SUPPLIED MATERIAL:
===
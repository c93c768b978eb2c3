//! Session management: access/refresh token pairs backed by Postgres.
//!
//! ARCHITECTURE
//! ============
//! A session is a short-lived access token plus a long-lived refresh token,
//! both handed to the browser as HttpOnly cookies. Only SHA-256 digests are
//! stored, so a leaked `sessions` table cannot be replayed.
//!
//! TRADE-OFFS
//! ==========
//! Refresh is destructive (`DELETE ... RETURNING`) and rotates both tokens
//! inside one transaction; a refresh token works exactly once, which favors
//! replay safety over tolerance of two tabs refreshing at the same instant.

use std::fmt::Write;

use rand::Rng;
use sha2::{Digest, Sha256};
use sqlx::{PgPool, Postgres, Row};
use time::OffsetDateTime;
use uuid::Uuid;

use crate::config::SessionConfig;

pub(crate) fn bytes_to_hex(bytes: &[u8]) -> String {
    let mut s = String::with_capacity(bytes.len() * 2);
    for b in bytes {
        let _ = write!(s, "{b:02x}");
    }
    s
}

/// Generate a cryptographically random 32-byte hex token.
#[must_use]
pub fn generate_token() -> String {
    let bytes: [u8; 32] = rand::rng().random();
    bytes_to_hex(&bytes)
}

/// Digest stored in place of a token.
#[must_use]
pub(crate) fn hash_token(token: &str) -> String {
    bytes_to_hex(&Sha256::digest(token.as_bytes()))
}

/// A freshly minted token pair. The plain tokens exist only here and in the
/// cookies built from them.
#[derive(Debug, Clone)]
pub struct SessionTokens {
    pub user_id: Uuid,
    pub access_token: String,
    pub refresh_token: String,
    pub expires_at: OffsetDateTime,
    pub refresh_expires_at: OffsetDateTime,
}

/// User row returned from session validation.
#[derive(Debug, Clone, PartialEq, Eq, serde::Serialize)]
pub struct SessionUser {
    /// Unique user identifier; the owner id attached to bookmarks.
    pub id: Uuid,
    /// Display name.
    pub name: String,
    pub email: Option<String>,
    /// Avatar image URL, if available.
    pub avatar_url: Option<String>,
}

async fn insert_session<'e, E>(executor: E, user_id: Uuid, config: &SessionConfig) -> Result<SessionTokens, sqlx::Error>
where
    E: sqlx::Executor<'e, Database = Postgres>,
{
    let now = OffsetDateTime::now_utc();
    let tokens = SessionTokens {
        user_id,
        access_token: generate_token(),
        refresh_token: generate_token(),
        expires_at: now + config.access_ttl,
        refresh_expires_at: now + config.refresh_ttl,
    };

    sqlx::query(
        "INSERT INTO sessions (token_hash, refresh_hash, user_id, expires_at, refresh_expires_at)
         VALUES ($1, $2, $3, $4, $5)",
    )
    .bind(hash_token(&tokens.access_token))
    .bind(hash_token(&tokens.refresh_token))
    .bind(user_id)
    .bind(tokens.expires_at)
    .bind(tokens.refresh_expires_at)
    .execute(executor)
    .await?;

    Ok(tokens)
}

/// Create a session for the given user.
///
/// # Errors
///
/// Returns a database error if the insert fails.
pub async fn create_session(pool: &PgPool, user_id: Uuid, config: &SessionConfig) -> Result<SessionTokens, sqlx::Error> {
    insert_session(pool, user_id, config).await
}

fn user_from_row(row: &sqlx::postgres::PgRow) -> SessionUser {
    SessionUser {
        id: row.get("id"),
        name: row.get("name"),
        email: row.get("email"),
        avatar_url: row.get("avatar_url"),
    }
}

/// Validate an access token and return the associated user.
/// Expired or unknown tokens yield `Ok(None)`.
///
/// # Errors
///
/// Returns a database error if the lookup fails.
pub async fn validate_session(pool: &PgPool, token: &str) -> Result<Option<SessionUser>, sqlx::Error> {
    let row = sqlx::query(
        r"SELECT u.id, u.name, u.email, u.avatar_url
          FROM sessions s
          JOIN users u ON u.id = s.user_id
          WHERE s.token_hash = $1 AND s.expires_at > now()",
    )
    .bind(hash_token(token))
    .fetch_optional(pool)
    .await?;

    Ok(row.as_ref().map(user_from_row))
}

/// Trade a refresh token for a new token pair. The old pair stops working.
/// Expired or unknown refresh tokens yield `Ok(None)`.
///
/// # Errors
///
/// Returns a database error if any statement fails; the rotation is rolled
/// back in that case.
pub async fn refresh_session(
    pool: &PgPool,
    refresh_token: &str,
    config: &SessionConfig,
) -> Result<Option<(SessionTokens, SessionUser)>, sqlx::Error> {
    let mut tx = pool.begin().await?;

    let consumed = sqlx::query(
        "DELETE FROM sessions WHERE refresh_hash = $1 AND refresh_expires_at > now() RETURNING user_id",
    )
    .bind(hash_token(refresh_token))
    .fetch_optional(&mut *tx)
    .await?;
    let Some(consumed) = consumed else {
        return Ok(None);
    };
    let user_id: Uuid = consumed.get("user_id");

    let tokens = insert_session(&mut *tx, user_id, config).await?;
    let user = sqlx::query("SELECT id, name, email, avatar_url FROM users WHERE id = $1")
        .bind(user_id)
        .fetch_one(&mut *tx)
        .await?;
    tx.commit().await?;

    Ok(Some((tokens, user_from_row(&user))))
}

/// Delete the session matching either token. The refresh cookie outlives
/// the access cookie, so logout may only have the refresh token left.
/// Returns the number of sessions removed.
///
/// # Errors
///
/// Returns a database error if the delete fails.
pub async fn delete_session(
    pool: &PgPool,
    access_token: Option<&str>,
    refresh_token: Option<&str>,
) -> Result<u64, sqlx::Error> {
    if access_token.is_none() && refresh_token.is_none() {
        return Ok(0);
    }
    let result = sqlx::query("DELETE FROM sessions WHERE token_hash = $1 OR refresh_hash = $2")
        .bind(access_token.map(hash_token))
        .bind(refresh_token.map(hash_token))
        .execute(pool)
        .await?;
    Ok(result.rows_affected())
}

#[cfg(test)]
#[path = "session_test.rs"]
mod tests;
===
INSTRUCTIONS TO FOLLOW: Wherever a line of the data above contains "OffsetDateTime", copy that line.

ANSWER TO THE EXERCISE:
use time::OffsetDateTime;
    pub expires_at: OffsetDateTime,
    pub refresh_expires_at: OffsetDateTime,
    let now = OffsetDateTime::now_utc();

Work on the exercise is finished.